US Department of Labor's OSHA orders Gresham, Oregon, trucking company
to reinstate driver after unlawful termination, pay back wages
SEATTLE – An Oregon trucker wrongly fired for refusing to drive an unsafe vehicle will get her job back, plus reimbursement for back wages and compensation for fees associated with the case, after an investigation by the U.S. Department of Labor's Occupational Safety and Health Administration.
"We will enforce whistleblower provisions to the fullest extent of the law to protect employees, who should not be retaliated against for following the law," said Ken Atha, acting OSHA regional administrator.
OSHA has ordered Terry Unrein, an independent trucking contractor in Gresham, Oregon, to reinstate a driver fired in late 2011 for refusing to drive a 10,000-pound truck with inadequate tire tread on public highways. Driving under these conditions violated federal transportation regulations enforced by the U.S. Department of Transportation's Federal Motor Carrier Safety Administration. Unrein fired the driver eight days after she had the truck's tire replaced before driving on the highway.

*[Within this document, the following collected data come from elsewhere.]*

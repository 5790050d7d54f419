// Copyright (c) 2016-2021 Fabian Schuiki

//! This crate implements the Verilog and SystemVerilog relation scanner of the
//! hdldeps dependency resolver.

#[macro_use]
extern crate log;

pub mod cat;
pub mod lexer;
pub mod preproc;
pub mod scan;
pub mod token;

use hdldeps_common::errors::DiagResult2;
use hdldeps_common::rel::Relation;
use hdldeps_common::source::Source;
use hdldeps_common::Session;
use std::path::PathBuf;

/// Extract the relations of a Verilog or SystemVerilog source file.
///
/// Include directives are resolved against the directory of the file and then
/// `include_dirs`. Problems with includes are emitted as warnings through
/// `sess`. Returns an error if the text of the file or one of its includes
/// cannot be tokenized.
pub fn extract_relations(
    sess: &Session,
    source: Source,
    text: &str,
    include_dirs: &[PathBuf],
    system_verilog: bool,
) -> DiagResult2<Vec<Relation>> {
    let tokens = preproc::preprocess(sess, source, text, include_dirs)?;
    debug!("{}: {} tokens after preprocessing", source, tokens.len());
    Ok(scan::scan(&tokens, system_verilog))
}
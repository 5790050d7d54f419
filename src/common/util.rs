// Copyright (c) 2016-2021 Fabian Schuiki

//! Path manipulation helpers. All of these work lexically and never touch the
//! file system, so symbolic links are not resolved.

use std::path::{Component, Path, PathBuf};

/// Lexically normalize a path by dropping `.` components and resolving `..`
/// against the preceding component.
pub fn normalize(path: &Path) -> PathBuf {
    let mut out = PathBuf::new();
    for comp in path.components() {
        match comp {
            Component::CurDir => (),
            Component::ParentDir => match out.components().next_back() {
                Some(Component::Normal(_)) => {
                    out.pop();
                }
                // `/..` is `/`.
                Some(Component::RootDir) | Some(Component::Prefix(_)) => (),
                _ => out.push(".."),
            },
            c => out.push(c.as_os_str()),
        }
    }
    if out.as_os_str().is_empty() {
        out.push(".");
    }
    out
}

/// Convert a possibly relative path to an absolute one by joining it onto
/// `base`. Absolute paths are only normalized.
pub fn rel2abs(path: &Path, base: &Path) -> PathBuf {
    if path.is_absolute() {
        normalize(path)
    } else {
        normalize(&base.join(path))
    }
}

/// Compute the path of `path` relative to `base`. Both paths should be
/// absolute. Returns `.` if they are equal.
pub fn relpath(path: &Path, base: &Path) -> PathBuf {
    let path = normalize(path);
    let base = normalize(base);
    let mut pc = path.components().peekable();
    let mut bc = base.components().peekable();
    while let (Some(a), Some(b)) = (pc.peek(), bc.peek()) {
        if a != b {
            break;
        }
        pc.next();
        bc.next();
    }
    let mut out = PathBuf::new();
    for _ in bc {
        out.push("..");
    }
    for c in pc {
        out.push(c.as_os_str());
    }
    if out.as_os_str().is_empty() {
        out.push(".");
    }
    out
}

/// Extract the repository name from a version control URL, dropping a
/// trailing `.git` or `/`.
pub fn url_basename(url: &str) -> &str {
    let url = url.trim_end_matches('/');
    let url = url.strip_suffix(".git").unwrap_or(url);
    match url.rfind('/') {
        Some(i) => &url[i + 1..],
        None => url,
    }
}

#[cfg(test)]
mod tests {
    use super::*;

    #[test]
    fn normalize_paths() {
        assert_eq!(normalize(Path::new("/a/./b/../c")), PathBuf::from("/a/c"));
        assert_eq!(normalize(Path::new("/../a")), PathBuf::from("/a"));
        assert_eq!(normalize(Path::new("a/../../b")), PathBuf::from("../b"));
        assert_eq!(normalize(Path::new("./")), PathBuf::from("."));
    }

    #[test]
    fn absolute_paths() {
        let base = Path::new("/home/user/proj");
        assert_eq!(
            rel2abs(Path::new("../ip/a.vhd"), base),
            PathBuf::from("/home/user/ip/a.vhd")
        );
        assert_eq!(rel2abs(Path::new("/x/y.v"), base), PathBuf::from("/x/y.v"));
    }

    #[test]
    fn relative_paths() {
        assert_eq!(
            relpath(Path::new("/a/b/c.vhd"), Path::new("/a/d")),
            PathBuf::from("../b/c.vhd")
        );
        assert_eq!(relpath(Path::new("/a/b"), Path::new("/a/b")), PathBuf::from("."));
    }

    #[test]
    fn url_basenames() {
        assert_eq!(url_basename("https://host/group/core.git"), "core");
        assert_eq!(url_basename("https://host/svn/core/"), "core");
        assert_eq!(url_basename("core"), "core");
    }
}
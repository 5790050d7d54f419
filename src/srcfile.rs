// Copyright (c) 2016-2021 Fabian Schuiki

//! Source units, the files that make up a design.

use crate::common::errors::*;
use crate::common::rel::{Direction, RelKind, Relation};
use crate::common::source::get_source_manager;
use crate::common::util::normalize;
use crate::common::Session;
use once_cell::unsync::OnceCell;
use std::cell::{Cell, RefCell};
use std::cmp::Ordering;
use std::collections::BTreeSet;
use std::fmt;
use std::hash::{Hash, Hasher};
use std::path::{Path, PathBuf};

/// The kind of a source file, as derived from its extension.
#[derive(Clone, Copy, Debug, PartialEq, Eq, Hash)]
pub enum FileKind {
    Vhdl,
    Verilog,
    SystemVerilog,
    /// Files that take no part in dependency resolution, such as constraint
    /// files, IP cores, or Tcl scripts.
    Other,
}

impl FileKind {
    /// Determine the kind of a file from its extension.
    pub fn from_path(path: &Path) -> FileKind {
        let ext = match path.extension().and_then(|e| e.to_str()) {
            Some(e) => e.to_ascii_lowercase(),
            None => return FileKind::Other,
        };
        match ext.as_str() {
            "vhd" | "vhdl" => FileKind::Vhdl,
            "v" | "vh" => FileKind::Verilog,
            "sv" | "svh" => FileKind::SystemVerilog,
            _ => FileKind::Other,
        }
    }

    /// Whether files of this kind carry relations.
    pub fn is_hdl(self) -> bool {
        self != FileKind::Other
    }
}

/// A single source file of a design.
///
/// Units are identified by their absolute, lexically normalized path.
/// Relations are extracted on first request and kept for the lifetime of the
/// unit. Dependency edges and levels are owned by the solver and recomputed on
/// every solve.
pub struct SourceUnit<'a> {
    path: PathBuf,
    kind: FileKind,
    library: String,
    include_dirs: Vec<PathBuf>,
    relations: OnceCell<Vec<Relation>>,
    parse_error: RefCell<Option<DiagBuilder2>>,
    depends_on: RefCell<BTreeSet<&'a SourceUnit<'a>>>,
    dep_level: Cell<Option<usize>>,
}

impl<'a> SourceUnit<'a> {
    /// Create a new unit for the file at `path`, compiled into the `work`
    /// library. Relative paths are taken relative to the current directory.
    pub fn new<P: AsRef<Path>>(path: P) -> SourceUnit<'a> {
        let path = path.as_ref();
        let path = if path.is_absolute() {
            normalize(path)
        } else {
            match std::env::current_dir() {
                Ok(cwd) => normalize(&cwd.join(path)),
                Err(_) => normalize(path),
            }
        };
        SourceUnit {
            kind: FileKind::from_path(&path),
            path,
            library: "work".to_string(),
            include_dirs: Vec::new(),
            relations: OnceCell::new(),
            parse_error: RefCell::new(None),
            depends_on: RefCell::new(BTreeSet::new()),
            dep_level: Cell::new(None),
        }
    }

    /// Compile the unit into a different library.
    pub fn with_library<S: Into<String>>(mut self, library: S) -> SourceUnit<'a> {
        self.library = library.into();
        self
    }

    /// Set the directories searched for included files.
    pub fn with_include_dirs(mut self, dirs: Vec<PathBuf>) -> SourceUnit<'a> {
        self.include_dirs = dirs;
        self
    }

    /// Override the kind derived from the file extension.
    pub fn with_kind(mut self, kind: FileKind) -> SourceUnit<'a> {
        self.kind = kind;
        self
    }

    pub fn path(&self) -> &Path {
        &self.path
    }

    pub fn kind(&self) -> FileKind {
        self.kind
    }

    pub fn library(&self) -> &str {
        &self.library
    }

    pub fn include_dirs(&self) -> &[PathBuf] {
        &self.include_dirs
    }

    /// Whether this unit takes part in dependency resolution.
    pub fn is_hdl(&self) -> bool {
        self.kind.is_hdl()
    }

    pub fn is_parsed(&self) -> bool {
        self.relations.get().is_some()
    }

    /// The relations of this unit. Empty until the unit has been parsed.
    pub fn relations(&self) -> &[Relation] {
        self.relations.get().map(|r| r.as_slice()).unwrap_or(&[])
    }

    /// The relations this unit provides.
    pub fn provides(&self) -> impl Iterator<Item = &Relation> {
        self.relations().iter().filter(|r| r.is_provide())
    }

    /// The relations this unit uses.
    pub fn uses(&self) -> impl Iterator<Item = &Relation> {
        self.relations().iter().filter(|r| r.is_use())
    }

    /// Check whether this unit provides the unit `rel` refers to.
    pub fn satisfies(&self, rel: &Relation) -> bool {
        self.provides().any(|p| p.matches(rel))
    }

    /// Check whether this unit provides a given key in a given namespace.
    pub fn provides_key(&self, key: &str, kind: RelKind) -> bool {
        self.satisfies(&Relation::new(key, Direction::Use, kind))
    }

    /// The diagnostic that caused this unit to contribute no relations, if
    /// any.
    pub fn parse_error(&self) -> Option<DiagBuilder2> {
        self.parse_error.borrow().clone()
    }

    /// The units this unit depends on, ordered by path.
    pub fn depends_on(&self) -> Vec<&'a SourceUnit<'a>> {
        self.depends_on.borrow().iter().cloned().collect()
    }

    /// The dependency level of this unit. `None` until solved.
    pub fn dep_level(&self) -> Option<usize> {
        self.dep_level.get()
    }

    pub(crate) fn clear_deps(&self) {
        self.depends_on.borrow_mut().clear();
        self.dep_level.set(None);
    }

    pub(crate) fn add_dep(&self, dep: &'a SourceUnit<'a>) {
        assert!(dep != self, "{} cannot depend on itself", self);
        self.depends_on.borrow_mut().insert(dep);
    }

    pub(crate) fn set_dep_level(&self, level: usize) {
        self.dep_level.set(Some(level));
    }

    /// Extract the relations of this unit unless that has already happened.
    ///
    /// Fails only if the file cannot be read. A file whose text cannot be
    /// scanned is reported through `sess` and yields no relations; the
    /// diagnostic remains available via `parse_error()`.
    pub fn parse_if_needed(&self, sess: &Session) -> DiagResult2<&[Relation]> {
        if let Some(rels) = self.relations.get() {
            return Ok(rels.as_slice());
        }
        let rels = self.parse(sess)?;
        Ok(self.relations.get_or_init(|| rels).as_slice())
    }

    fn parse(&self, sess: &Session) -> DiagResult2<Vec<Relation>> {
        if !self.is_hdl() {
            return Ok(Vec::new());
        }
        let path = self.path.to_str().ok_or_else(|| {
            DiagBuilder2::error(format!("path {} is not valid UTF-8", self.path.display()))
        })?;
        let source = get_source_manager()
            .open(path)
            .ok_or_else(|| DiagBuilder2::error(format!("cannot open source file `{}`", path)))?;
        let content = source.get_content().map_err(|e| {
            DiagBuilder2::error(format!("cannot read source file `{}`", path)).add_note(e.to_string())
        })?;
        let text = content.text();
        debug!("parsing {}", self);
        let result = match self.kind {
            FileKind::Vhdl => hdldeps_vhdl::extract_relations(source, &text, &self.library),
            FileKind::Verilog => {
                hdldeps_svlog::extract_relations(sess, source, &text, &self.include_dirs, false)
            }
            FileKind::SystemVerilog => {
                hdldeps_svlog::extract_relations(sess, source, &text, &self.include_dirs, true)
            }
            FileKind::Other => Ok(Vec::new()),
        };
        match result {
            Ok(rels) => {
                for rel in &rels {
                    trace!("{}: {}", self, rel);
                }
                Ok(rels)
            }
            Err(diag) => {
                sess.emit(diag.clone());
                *self.parse_error.borrow_mut() = Some(diag);
                Ok(Vec::new())
            }
        }
    }
}

impl<'a> PartialEq for SourceUnit<'a> {
    fn eq(&self, other: &Self) -> bool {
        self.path == other.path
    }
}

impl<'a> Eq for SourceUnit<'a> {}

impl<'a> PartialOrd for SourceUnit<'a> {
    fn partial_cmp(&self, other: &Self) -> Option<Ordering> {
        Some(self.cmp(other))
    }
}

impl<'a> Ord for SourceUnit<'a> {
    fn cmp(&self, other: &Self) -> Ordering {
        self.path.cmp(&other.path)
    }
}

impl<'a> Hash for SourceUnit<'a> {
    fn hash<H: Hasher>(&self, state: &mut H) {
        self.path.hash(state)
    }
}

impl<'a> fmt::Display for SourceUnit<'a> {
    fn fmt(&self, f: &mut fmt::Formatter) -> fmt::Result {
        write!(f, "{}", self.path.display())
    }
}

impl<'a> fmt::Debug for SourceUnit<'a> {
    fn fmt(&self, f: &mut fmt::Formatter) -> fmt::Result {
        write!(f, "SourceUnit({:?}, {})", self.kind, self.path.display())
    }
}

#[cfg(test)]
mod tests {
    use super::*;

    #[test]
    fn kinds_from_extension() {
        assert_eq!(FileKind::from_path(Path::new("a.vhd")), FileKind::Vhdl);
        assert_eq!(FileKind::from_path(Path::new("a.VHDL")), FileKind::Vhdl);
        assert_eq!(FileKind::from_path(Path::new("a.v")), FileKind::Verilog);
        assert_eq!(FileKind::from_path(Path::new("a.svh")), FileKind::SystemVerilog);
        assert_eq!(FileKind::from_path(Path::new("a.xdc")), FileKind::Other);
        assert_eq!(FileKind::from_path(Path::new("Makefile")), FileKind::Other);
    }

    #[test]
    fn paths_are_normalized() {
        let u = SourceUnit::new("/proj/./rtl/../rtl/a.vhd");
        assert_eq!(u.path(), Path::new("/proj/rtl/a.vhd"));
        assert!(SourceUnit::new("b.v").path().is_absolute());
    }

    #[test]
    fn parse_is_memoized() {
        let sess = Session::new();
        get_source_manager().add("/virtual/srcfile/memo.vhd", "entity memo is end;");
        let u = SourceUnit::new("/virtual/srcfile/memo.vhd");
        assert!(!u.is_parsed());
        assert_eq!(u.parse_if_needed(&sess).unwrap().len(), 1);
        assert!(u.is_parsed());
        assert_eq!(u.parse_if_needed(&sess).unwrap().len(), 1);
        assert!(u.provides_key("work.memo", RelKind::Entity));
    }

    #[test]
    fn malformed_text_is_a_unit_error() {
        let sess = Session::new();
        get_source_manager().add("/virtual/srcfile/bad.vhd", "entity bad is \"oops\n end;");
        let u = SourceUnit::new("/virtual/srcfile/bad.vhd");
        assert!(u.parse_if_needed(&sess).unwrap().is_empty());
        assert!(u.parse_error().is_some());
        assert!(sess.failed());
    }

    #[test]
    fn unreadable_file_is_a_hard_error() {
        let sess = Session::new();
        let u = SourceUnit::new("/virtual/srcfile/does_not_exist.vhd");
        assert!(u.parse_if_needed(&sess).is_err());
        assert!(!u.is_parsed());
    }

    #[test]
    fn aux_files_have_no_relations() {
        let sess = Session::new();
        let u = SourceUnit::new("/nowhere/pins.xdc");
        assert!(!u.is_hdl());
        assert!(u.parse_if_needed(&sess).unwrap().is_empty());
    }
}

The driver filed a whistleblower complaint, and OSHA cited that the driver's termination violated the Surface Transportation Assistance Act's employee protection provisions.
Either party to the case can file an appeal to the department's Office of Administrative Law Judges. The appeal does not stay the preliminary reinstatement order.
OSHA enforces the whistleblower provisions of more than 20 statues protecting employees who report violations of various commercial motor carrier, airline, nuclear, pipeline, environmental, public transportation agency, consumer product, motor vehicle safety, railroad, maritime, health care reform, food safety, securities and financial reform laws. Detailed information on employee whistleblower rights, including fact sheets with information on how to file a complaint with OSHA, is available online at http://www.whistleblowers.gov.
Editor's note: The U.S. Department of Labor does not release names of employees involved in whistleblower complaints.